Neurology and Research Services, Louis Stokes Cleveland Department of Veterans Affairs Medical Center, 10701 East Boulevard, Cleveland, OH, 44106, USA.
Department of Neurology, Case Western Reserve University, Cleveland, OH, USA.
Cerebellum. 2022 Dec;21(6):879-904. doi: 10.1007/s12311-021-01332-w. Epub 2021 Oct 19.
Purkinje cells (PCs) in the cerebellar flocculus carry rate-coded information that ultimately drives eye movement. Floccular PCs lying nearby each other exhibit partial synchrony of their simple spikes (SS). Elsewhere in the cerebellum, PC SS synchrony has been demonstrated to influence activity of the PCs' synaptic targets, and some suggest it constitutes another vector for information transfer. We investigated in the cerebellar flocculus the extent to which the rate code and PC synchrony interact. One motivation for the study was to explain the cerebellar deficits in ataxic mice like tottering; we speculated that PC synchrony has a positive effect on rate code transmission that is lost in the mutants. Working in transgenic mice whose PCs express channelrhodopsin, we exploited a property of optogenetics to control PC synchrony: pulsed photostimulation engenders stimulus-locked spiking, whereas continuous photostimulation engenders spiking whose timing is unconstrained. We photoactivated flocculus PCs using pulsed stimuli with sinusoidally varying timing vs. continuous stimuli with sinusoidally varying intensity. Recordings of PC pairs confirmed that pulsed stimuli engendered greater PC synchrony. We quantified the efficiency of transmission of the evoked PC firing rate modulation from the amplitudes of firing rate modulation and eye movement. Rate code transmission was slightly poorer in the conditions that generated greater PC synchrony, arguing against our motivating speculation regarding the origin of ataxia in tottering. Floccular optogenetic stimulation prominently augmented a 250-300 Hz local field potential oscillation, and we demonstrate relationships between the oscillation power and the evoked PC synchrony.

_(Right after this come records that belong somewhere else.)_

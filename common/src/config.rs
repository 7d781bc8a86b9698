use std::collections::HashSet;
use std::path::Path;
use std::time::Duration;

use serde::{Deserialize, Serialize};

use crate::channel::{Channel, DisplayRange};
use crate::dashboard::Dashboard;
use crate::error::ConfigError;
use crate::source::{RandomTelemetry, SampleMode, TelemetrySourcePointer};

/// Names a JSON config file used instead of the built-in layout.
pub const CONFIG_ENV: &str = "TESTSTAND_CONFIG";
/// Overrides the tick interval in milliseconds.
pub const TICK_ENV: &str = "TESTSTAND_TICK_MS";

const BUILTIN: &str = include_str!("./channels.json");

/// Layout and timing of the dashboard.
#[derive(Serialize, Deserialize, Clone, Debug, PartialEq)]
pub struct DashboardConfig {
    #[serde(default = "default_title")]
    pub title: String,

    #[serde(default = "default_tick_interval_ms")]
    pub tick_interval_ms: u64,

    /// Number of samples kept per channel for the chart.
    #[serde(default = "default_history_len")]
    pub history_len: usize,

    #[serde(default = "default_servo_toggle_probability")]
    pub servo_toggle_probability: f64,

    /// Decimal places of the readouts.
    #[serde(default = "default_decimals")]
    pub decimals: usize,

    #[serde(default)]
    pub mode: SampleMode,

    pub channels: Vec<Channel>,
}

fn default_title() -> String {
    "Rocket Data & Stats".into()
}

fn default_tick_interval_ms() -> u64 {
    500
}

fn default_history_len() -> usize {
    60
}

fn default_servo_toggle_probability() -> f64 {
    0.1
}

fn default_decimals() -> usize {
    2
}

impl DashboardConfig {
    /// The test-stand layout shipped with the application.
    pub fn builtin() -> Result<Self, ConfigError> {
        Self::from_json(BUILTIN)
    }

    pub fn from_json(json: &str) -> Result<Self, ConfigError> {
        let config = serde_json::from_str::<Self>(json)?;
        config.validate()?;
        Ok(config)
    }

    pub fn from_path(path: impl AsRef<Path>) -> Result<Self, ConfigError> {
        let path = path.as_ref();
        let json = std::fs::read_to_string(path).map_err(|source| ConfigError::Io {
            path: path.display().to_string(),
            source,
        })?;
        Self::from_json(&json)
    }

    /// Loads the file named by `TESTSTAND_CONFIG` (or the built-in layout) and
    /// applies the `TESTSTAND_TICK_MS` override.
    pub fn from_env() -> Result<Self, ConfigError> {
        Self::from_vars(|var| std::env::var(var).ok())
    }

    fn from_vars(var: impl Fn(&'static str) -> Option<String>) -> Result<Self, ConfigError> {
        let mut config = match var(CONFIG_ENV) {
            Some(path) => {
                log::info!("Loading dashboard config from {path}");
                Self::from_path(path)?
            }
            None => Self::builtin()?,
        };

        if let Some(value) = var(TICK_ENV) {
            config.tick_interval_ms = value.trim().parse().map_err(|_| ConfigError::InvalidEnv {
                var: TICK_ENV,
                value: value.clone(),
            })?;
            config.validate()?;
        }

        Ok(config)
    }

    pub fn validate(&self) -> Result<(), ConfigError> {
        if self.channels.is_empty() {
            return Err(ConfigError::NoChannels);
        }
        if self.history_len < 2 {
            return Err(ConfigError::HistoryTooShort(self.history_len));
        }
        if self.tick_interval_ms == 0 {
            return Err(ConfigError::ZeroTickInterval);
        }
        if !(0.0..=1.0).contains(&self.servo_toggle_probability) {
            return Err(ConfigError::InvalidProbability(self.servo_toggle_probability));
        }
        if let SampleMode::Walk { step_fraction } = self.mode {
            if !(step_fraction > 0.0 && step_fraction <= 1.0) {
                return Err(ConfigError::InvalidStep(step_fraction));
            }
        }

        let mut ids = HashSet::new();
        for (index, channel) in self.channels.iter().enumerate() {
            if channel.id.trim().is_empty() {
                return Err(ConfigError::EmptyId { index });
            }
            if !ids.insert(channel.id.as_str()) {
                return Err(ConfigError::DuplicateId(channel.id.clone()));
            }
            if !channel.range.is_valid() {
                return Err(ConfigError::InvalidRange {
                    id: channel.id.clone(),
                    min: channel.range.min,
                    max: channel.range.max,
                });
            }
            if channel.kind.is_servo() && channel.range != DisplayRange::default() {
                return Err(ConfigError::ServoRange {
                    id: channel.id.clone(),
                    min: channel.range.min,
                    max: channel.range.max,
                });
            }
        }

        Ok(())
    }

    pub fn tick_interval(&self) -> Duration {
        Duration::from_millis(self.tick_interval_ms)
    }

    /// The random source described by this config.
    pub fn random_source(&self) -> TelemetrySourcePointer {
        Box::new(RandomTelemetry::new(self.mode, self.servo_toggle_probability))
    }

    pub fn build_dashboard(&self, source: TelemetrySourcePointer) -> Dashboard {
        Dashboard::new(self.title.clone(), self.channels.iter().cloned(), self.history_len, source)
    }
}

#[cfg(test)]
use crate::channel::ChannelKind;

#[test]
fn test_builtin_config() {
    let config = DashboardConfig::builtin().unwrap();

    assert_eq!(config.title, "Rocket Data & Stats");
    assert_eq!(config.tick_interval(), Duration::from_millis(500));
    assert_eq!(config.channels.iter().filter(|c| c.kind == ChannelKind::Pressure).count(), 3);
    assert_eq!(config.channels.iter().filter(|c| c.kind == ChannelKind::Servo).count(), 4);
    assert_eq!(config.mode, SampleMode::Walk { step_fraction: 0.08 });
}

#[test]
fn test_defaults_applied() {
    let config = DashboardConfig::from_json(
        r#"{ "channels": [ { "id": "pt1", "title": "Pressure 1", "kind": "pressure", "range": { "min": 0, "max": 10 } } ] }"#,
    )
    .unwrap();

    assert_eq!(config.title, "Rocket Data & Stats");
    assert_eq!(config.history_len, 60);
    assert_eq!(config.decimals, 2);
    assert_eq!(config.mode, SampleMode::Uniform);
}

#[test]
fn test_validation_errors() {
    let duplicate = r#"{ "channels": [
        { "id": "a", "title": "A", "kind": "servo" },
        { "id": "a", "title": "B", "kind": "servo" } ] }"#;
    assert!(matches!(DashboardConfig::from_json(duplicate), Err(ConfigError::DuplicateId(id)) if id == "a"));

    let inverted = r#"{ "channels": [ { "id": "a", "title": "A", "kind": "load", "range": { "min": 5, "max": 1 } } ] }"#;
    assert!(matches!(DashboardConfig::from_json(inverted), Err(ConfigError::InvalidRange { .. })));

    let zero_tick = r#"{ "tick_interval_ms": 0, "channels": [ { "id": "a", "title": "A", "kind": "servo" } ] }"#;
    assert!(matches!(DashboardConfig::from_json(zero_tick), Err(ConfigError::ZeroTickInterval)));

    let bad_step = r#"{ "mode": { "kind": "walk", "step_fraction": 2.0 }, "channels": [ { "id": "a", "title": "A", "kind": "servo" } ] }"#;
    assert!(matches!(DashboardConfig::from_json(bad_step), Err(ConfigError::InvalidStep(_))));

    let wide = r#"{ "channels": [ { "id": "a", "title": "A", "kind": "pressure", "range": { "min": -1e308, "max": 1e308 } } ] }"#;
    assert!(matches!(DashboardConfig::from_json(wide), Err(ConfigError::InvalidRange { .. })));

    let servo_range = r#"{ "channels": [ { "id": "v", "title": "Vent", "kind": "servo", "range": { "min": 10, "max": 20 } } ] }"#;
    assert!(matches!(DashboardConfig::from_json(servo_range), Err(ConfigError::ServoRange { id, .. }) if id == "v"));

    let servo_default = r#"{ "channels": [ { "id": "v", "title": "Vent", "kind": "servo", "range": { "min": 0, "max": 1 } } ] }"#;
    assert!(DashboardConfig::from_json(servo_default).is_ok());

    assert!(matches!(DashboardConfig::from_json(r#"{ "channels": [] }"#), Err(ConfigError::NoChannels)));
    assert!(matches!(DashboardConfig::from_json("{"), Err(ConfigError::Json(_))));
}

#[test]
fn test_env_overrides() {
    let config = DashboardConfig::from_vars(|var| (var == TICK_ENV).then(|| " 250 ".to_string())).unwrap();
    assert_eq!(config.tick_interval_ms, 250);

    let err = DashboardConfig::from_vars(|var| (var == TICK_ENV).then(|| "fast".to_string())).unwrap_err();
    assert!(matches!(err, ConfigError::InvalidEnv { var: TICK_ENV, .. }));

    let err = DashboardConfig::from_vars(|var| (var == CONFIG_ENV).then(|| "/nonexistent/stand.json".to_string())).unwrap_err();
    assert!(matches!(err, ConfigError::Io { .. }));
}
use thiserror::Error;

/// Errors raised while loading or validating a dashboard configuration.
#[derive(Debug, Error)]
pub enum ConfigError {
    #[error("failed to read config file {path}: {source}")]
    Io {
        path: String,
        #[source]
        source: std::io::Error,
    },

    #[error("invalid config json: {0}")]
    Json(#[from] serde_json::Error),

    #[error("config defines no channels")]
    NoChannels,

    #[error("channel #{index} has an empty id")]
    EmptyId { index: usize },

    #[error("duplicate channel id `{0}`")]
    DuplicateId(String),

    #[error("channel `{id}` has an invalid display range {min}..{max}")]
    InvalidRange { id: String, min: f64, max: f64 },

    #[error("servo `{id}` must keep the 0..1 range, got {min}..{max}")]
    ServoRange { id: String, min: f64, max: f64 },

    #[error("history length must be at least 2, got {0}")]
    HistoryTooShort(usize),

    #[error("tick interval must be greater than zero")]
    ZeroTickInterval,

    #[error("servo toggle probability {0} is outside 0..=1")]
    InvalidProbability(f64),

    #[error("walk step fraction {0} is outside (0, 1]")]
    InvalidStep(f64),

    #[error("invalid value `{value}` for {var}")]
    InvalidEnv { var: &'static str, value: String },
}

/// Errors raised while producing readings.
#[derive(Debug, Error)]
pub enum TelemetryError {
    #[error("channel `{id}` has an unusable display range {min}..{max}")]
    InvalidRange { id: String, min: f64, max: f64 },
}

浦肯野细胞(PCs)在小脑绒球传递速率编码信息,这些信息最终驱动眼球运动。彼此相邻的绒球 PCs 表现出简单峰电位(SS)的部分同步。在小脑的其他部位,已经证明 PC SS 同步会影响 PC 突触靶点的活动,并且有人认为它构成了另一种信息传递载体。我们在小脑绒球中研究了速率编码和 PC 同步之间的相互作用程度。进行这项研究的一个动机是解释像 tottering 这样的共济失调小鼠的小脑缺陷;我们推测 PC 同步对速率编码传输有积极影响,而在突变体中这种影响丢失了。在表达通道视紫红质的转基因小鼠中工作,我们利用光遗传学的一个特性来控制 PC 同步:脉冲光刺激会产生与刺激锁相的尖峰,而连续光刺激会产生不受时间限制的尖峰。我们使用脉冲刺激(其定时呈正弦变化)和连续刺激(其强度呈正弦变化)来对绒球 PCs 进行光激活。对 PC 对的记录证实,脉冲刺激会产生更大的 PC 同步。我们通过尖峰率调制的幅度和眼球运动来量化从刺激诱发的 PC 发放率调制的传输效率。在产生更大 PC 同步的条件下,诱发的 PC 发放率调制的传输效率略有降低,这与 tottering 中共济失调起源的动机推测相矛盾。绒球的光遗传刺激显著增强了 250-300 Hz 的局部场电位振荡,我们证明了振荡功率与诱发的 PC 同步之间的关系。